**Instructions for the task:** Write out each line from the data below that includes the word "collect".
####
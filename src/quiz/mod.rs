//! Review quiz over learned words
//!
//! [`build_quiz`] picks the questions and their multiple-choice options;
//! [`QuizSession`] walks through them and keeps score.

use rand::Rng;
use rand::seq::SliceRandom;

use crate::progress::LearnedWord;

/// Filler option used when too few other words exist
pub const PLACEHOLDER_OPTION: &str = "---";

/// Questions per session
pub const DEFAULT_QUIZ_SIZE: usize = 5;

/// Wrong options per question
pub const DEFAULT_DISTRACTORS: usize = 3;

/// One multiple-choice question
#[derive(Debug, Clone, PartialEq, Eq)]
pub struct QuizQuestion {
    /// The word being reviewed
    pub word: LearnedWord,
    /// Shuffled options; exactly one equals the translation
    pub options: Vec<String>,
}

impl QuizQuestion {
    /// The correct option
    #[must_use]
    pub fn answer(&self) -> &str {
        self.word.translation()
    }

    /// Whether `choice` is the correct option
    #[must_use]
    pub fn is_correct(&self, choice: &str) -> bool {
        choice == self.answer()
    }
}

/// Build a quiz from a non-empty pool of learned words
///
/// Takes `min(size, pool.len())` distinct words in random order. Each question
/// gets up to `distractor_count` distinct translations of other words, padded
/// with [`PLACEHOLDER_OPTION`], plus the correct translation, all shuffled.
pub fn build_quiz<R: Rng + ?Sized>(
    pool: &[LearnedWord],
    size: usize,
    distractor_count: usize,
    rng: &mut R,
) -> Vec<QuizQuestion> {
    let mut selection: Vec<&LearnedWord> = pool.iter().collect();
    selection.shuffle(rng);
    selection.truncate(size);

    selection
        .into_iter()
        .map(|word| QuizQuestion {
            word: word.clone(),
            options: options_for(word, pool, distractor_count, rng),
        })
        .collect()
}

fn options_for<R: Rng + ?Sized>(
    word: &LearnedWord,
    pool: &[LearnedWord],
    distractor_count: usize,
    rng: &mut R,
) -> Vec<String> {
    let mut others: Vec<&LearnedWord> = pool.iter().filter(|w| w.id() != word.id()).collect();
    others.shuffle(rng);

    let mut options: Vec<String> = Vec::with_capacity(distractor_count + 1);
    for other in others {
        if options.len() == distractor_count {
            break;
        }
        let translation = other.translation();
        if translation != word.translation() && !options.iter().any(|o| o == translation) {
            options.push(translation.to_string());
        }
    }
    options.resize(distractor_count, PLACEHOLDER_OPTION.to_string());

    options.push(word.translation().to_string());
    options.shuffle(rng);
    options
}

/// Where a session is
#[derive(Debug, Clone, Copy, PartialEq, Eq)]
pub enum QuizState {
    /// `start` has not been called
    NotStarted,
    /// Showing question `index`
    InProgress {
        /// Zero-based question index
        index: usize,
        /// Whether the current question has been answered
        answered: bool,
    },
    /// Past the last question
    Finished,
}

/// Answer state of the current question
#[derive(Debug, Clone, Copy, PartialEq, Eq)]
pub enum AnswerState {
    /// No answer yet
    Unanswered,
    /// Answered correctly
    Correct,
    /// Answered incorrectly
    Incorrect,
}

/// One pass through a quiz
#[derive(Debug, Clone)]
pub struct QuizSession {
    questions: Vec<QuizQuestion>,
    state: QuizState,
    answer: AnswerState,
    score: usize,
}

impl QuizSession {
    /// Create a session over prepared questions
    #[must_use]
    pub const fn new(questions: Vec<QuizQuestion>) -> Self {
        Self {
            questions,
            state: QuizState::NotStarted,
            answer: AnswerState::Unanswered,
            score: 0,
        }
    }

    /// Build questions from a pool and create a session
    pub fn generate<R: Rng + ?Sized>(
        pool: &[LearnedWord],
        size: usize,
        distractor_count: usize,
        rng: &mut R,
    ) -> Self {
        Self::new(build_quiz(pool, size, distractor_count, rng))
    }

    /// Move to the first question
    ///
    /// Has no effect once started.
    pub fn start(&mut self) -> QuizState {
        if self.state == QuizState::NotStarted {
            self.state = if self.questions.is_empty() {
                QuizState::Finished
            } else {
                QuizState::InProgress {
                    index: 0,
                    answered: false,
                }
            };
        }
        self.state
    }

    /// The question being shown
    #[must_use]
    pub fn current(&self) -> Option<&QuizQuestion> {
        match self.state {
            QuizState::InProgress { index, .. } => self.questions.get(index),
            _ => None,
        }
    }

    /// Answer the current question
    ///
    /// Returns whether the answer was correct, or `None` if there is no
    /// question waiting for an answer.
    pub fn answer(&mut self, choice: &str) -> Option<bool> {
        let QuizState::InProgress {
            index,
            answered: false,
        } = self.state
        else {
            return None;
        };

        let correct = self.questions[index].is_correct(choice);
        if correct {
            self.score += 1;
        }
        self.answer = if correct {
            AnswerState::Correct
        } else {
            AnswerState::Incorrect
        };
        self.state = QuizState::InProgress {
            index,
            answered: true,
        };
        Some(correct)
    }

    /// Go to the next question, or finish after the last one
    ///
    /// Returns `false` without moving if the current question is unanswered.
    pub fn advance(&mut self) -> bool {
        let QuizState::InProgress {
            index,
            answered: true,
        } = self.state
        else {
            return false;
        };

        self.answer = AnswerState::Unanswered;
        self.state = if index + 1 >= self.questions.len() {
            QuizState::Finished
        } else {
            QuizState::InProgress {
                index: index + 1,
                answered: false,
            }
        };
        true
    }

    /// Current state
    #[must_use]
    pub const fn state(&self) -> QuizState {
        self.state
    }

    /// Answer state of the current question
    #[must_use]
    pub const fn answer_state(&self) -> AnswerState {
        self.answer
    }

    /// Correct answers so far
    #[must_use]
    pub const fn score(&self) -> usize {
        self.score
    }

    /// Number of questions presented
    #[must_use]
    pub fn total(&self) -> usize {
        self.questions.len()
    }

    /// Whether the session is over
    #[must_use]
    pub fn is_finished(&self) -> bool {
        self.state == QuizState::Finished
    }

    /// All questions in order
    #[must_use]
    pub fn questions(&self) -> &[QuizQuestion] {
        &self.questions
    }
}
####
**Output for this task:**
    let mut selection: Vec<&LearnedWord> = pool.iter().collect();
        .collect()
    let mut others: Vec<&LearnedWord> = pool.iter().filter(|w| w.id() != word.id()).collect();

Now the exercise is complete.